What is required —
Among the entries that follow, find every line with the word "SimulatedExchange" and copy it.

[Provided material Boundary: Start]

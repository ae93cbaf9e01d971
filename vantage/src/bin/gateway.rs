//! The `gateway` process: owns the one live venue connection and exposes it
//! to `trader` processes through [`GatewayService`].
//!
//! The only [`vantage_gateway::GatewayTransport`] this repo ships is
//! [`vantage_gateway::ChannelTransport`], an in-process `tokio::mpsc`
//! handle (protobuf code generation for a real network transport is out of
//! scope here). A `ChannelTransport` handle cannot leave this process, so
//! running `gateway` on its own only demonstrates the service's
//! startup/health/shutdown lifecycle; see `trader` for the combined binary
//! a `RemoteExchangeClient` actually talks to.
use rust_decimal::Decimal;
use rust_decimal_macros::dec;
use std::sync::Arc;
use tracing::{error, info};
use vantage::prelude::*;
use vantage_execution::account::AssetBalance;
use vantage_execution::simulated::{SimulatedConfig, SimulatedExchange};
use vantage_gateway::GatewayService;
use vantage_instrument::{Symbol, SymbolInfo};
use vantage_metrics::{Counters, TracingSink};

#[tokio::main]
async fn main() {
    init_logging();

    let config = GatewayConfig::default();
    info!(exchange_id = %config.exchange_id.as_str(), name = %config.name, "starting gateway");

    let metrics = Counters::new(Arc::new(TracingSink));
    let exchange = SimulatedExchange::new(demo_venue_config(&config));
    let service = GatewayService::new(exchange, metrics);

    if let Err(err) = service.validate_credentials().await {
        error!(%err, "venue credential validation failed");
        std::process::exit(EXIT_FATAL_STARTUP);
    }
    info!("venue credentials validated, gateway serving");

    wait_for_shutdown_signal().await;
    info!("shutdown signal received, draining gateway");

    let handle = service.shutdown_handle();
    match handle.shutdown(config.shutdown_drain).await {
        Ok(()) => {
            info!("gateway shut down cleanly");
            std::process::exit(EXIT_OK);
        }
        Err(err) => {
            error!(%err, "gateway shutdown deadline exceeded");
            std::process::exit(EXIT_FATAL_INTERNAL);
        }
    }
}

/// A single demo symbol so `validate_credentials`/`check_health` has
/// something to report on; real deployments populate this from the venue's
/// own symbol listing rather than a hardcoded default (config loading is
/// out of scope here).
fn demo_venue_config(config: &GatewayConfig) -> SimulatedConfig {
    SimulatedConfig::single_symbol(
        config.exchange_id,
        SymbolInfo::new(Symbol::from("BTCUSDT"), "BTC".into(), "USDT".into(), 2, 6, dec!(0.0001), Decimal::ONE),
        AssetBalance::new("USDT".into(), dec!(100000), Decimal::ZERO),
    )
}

[Provided material Boundary: End]

Answer to this problem —
use vantage_execution::simulated::{SimulatedConfig, SimulatedExchange};
    let exchange = SimulatedExchange::new(demo_venue_config(&config));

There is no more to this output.